┌─ Data to process

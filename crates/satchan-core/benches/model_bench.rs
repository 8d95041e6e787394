//! Benchmarks for the channel models
//!
//! Run with: cargo bench -p satchan-core --bench model_bench

use criterion::{black_box, criterion_group, criterion_main, BenchmarkId, Criterion};
use satchan_core::calibration::{CalibrationEngine, MeasurementPoint};
use satchan_core::{compute_cir, compute_link_budget, Environment, LinkParams, ReceiverConfig};

// ============================================================================
// Link Budget
// ============================================================================

fn bench_link_budget(c: &mut Criterion) {
    let mut group = c.benchmark_group("link_budget");

    for env in Environment::all() {
        let params = LinkParams::builder()
            .frequency_ghz(20.0)
            .rain_rate_mm_h(10.0)
            .environment(*env)
            .sim_time_s(42.0)
            .build();
        group.bench_with_input(BenchmarkId::new("compute", env), &params, |b, p| {
            b.iter(|| compute_link_budget(black_box(p)))
        });
    }

    group.finish();
}

// ============================================================================
// CIR
// ============================================================================

fn bench_cir(c: &mut Criterion) {
    let mut group = c.benchmark_group("cir");

    for env in [Environment::Rural, Environment::Urban, Environment::Maritime] {
        let params = LinkParams::builder()
            .frequency_ghz(1.5)
            .environment(env)
            .sim_time_s(10.0)
            .build();
        group.bench_with_input(BenchmarkId::new("compute", env), &params, |b, p| {
            b.iter(|| compute_cir(black_box(p)))
        });
    }

    group.finish();
}

// ============================================================================
// Calibration
// ============================================================================

fn bench_calibration(c: &mut Criterion) {
    let mut group = c.benchmark_group("calibration");

    let points: Vec<MeasurementPoint> = (0..20)
        .map(|i| MeasurementPoint {
            elevation_deg: Some(10.0 + 3.0 * i as f64),
            rain_rate_mm_h: Some((i % 4) as f64 * 5.0),
            cn0_dbhz: Some(80.0 - 0.1 * i as f64),
            rssi_dbm: Some(-85.0 + 0.05 * i as f64),
            attenuation_db: Some(0.5 + 0.2 * (i % 4) as f64),
            ..Default::default()
        })
        .collect();
    let engine = CalibrationEngine::new(
        LinkParams::builder().frequency_ghz(20.0).build(),
        ReceiverConfig::default(),
    );

    group.sample_size(20);
    group.bench_function("fit_20_points", |b| {
        b.iter(|| engine.calibrate(black_box(&points), None))
    });

    group.finish();
}

criterion_group!(benches, bench_link_budget, bench_cir, bench_calibration);
criterion_main!(benches);
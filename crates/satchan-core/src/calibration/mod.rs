//! # Calibration Engine
//!
//! Fits five bias corrections to field measurements so that the link budget
//! reproduces what a real terminal observed.
//!
//! | Parameter              | Range         | Identity |
//! |------------------------|---------------|----------|
//! | rain correction factor | 0.5 .. 2.0    | 1.0      |
//! | gas offset (dB)        | −2 .. 2       | 0.0      |
//! | scatter offset (dB)    | −10 .. 10     | 0.0      |
//! | EIRP offset (dB)       | −6 .. 6       | 0.0      |
//! | Tsys offset (K)        | −100 .. 200   | 0.0      |
//!
//! ## Example
//!
//! ```rust
//! use satchan_core::calibration::{CalibrationEngine, CalibrationInput};
//! use satchan_core::params::LinkParams;
//! use satchan_core::receiver::ReceiverConfig;
//!
//! let input = CalibrationInput::from_json(
//!     r#"[{"elevation_deg": 30.0, "rssi_dbm": -82.0}]"#,
//! ).unwrap();
//! let engine = CalibrationEngine::new(LinkParams::default(), ReceiverConfig::default());
//! let profile = engine.calibrate_input(&input).unwrap();
//! assert!(profile.calibrated);
//! assert!(profile.parameters.is_within_bounds());
//! ```

pub mod engine;
pub mod measurement;
pub mod profile;
pub mod solver;

pub use engine::{calibrate, CalibrationEngine, CalibrationSettings};
pub use measurement::{
    CalibrationInput, CalibrationMetadata, CustomSatellite, MeasurementPoint, ReferenceSatellite,
};
pub use profile::{CalibrationParameter, CalibrationParameters, CalibrationProfile, ParameterRow};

└─

Word for word, please print every line from the beginning of the records to the line bearing "fn bench_link_budget(c: &mut", counting both ends and stopping there.

Exercise response:
filename crates/satchan-core/benches/model_bench.rs
repository 8d95041e6e787394
//! Benchmarks for the channel models
//!
//! Run with: cargo bench -p satchan-core --bench model_bench

use criterion::{black_box, criterion_group, criterion_main, BenchmarkId, Criterion};
use satchan_core::calibration::{CalibrationEngine, MeasurementPoint};
use satchan_core::{compute_cir, compute_link_budget, Environment, LinkParams, ReceiverConfig};

// ============================================================================
// Link Budget
// ============================================================================

fn bench_link_budget(c: &mut Criterion) {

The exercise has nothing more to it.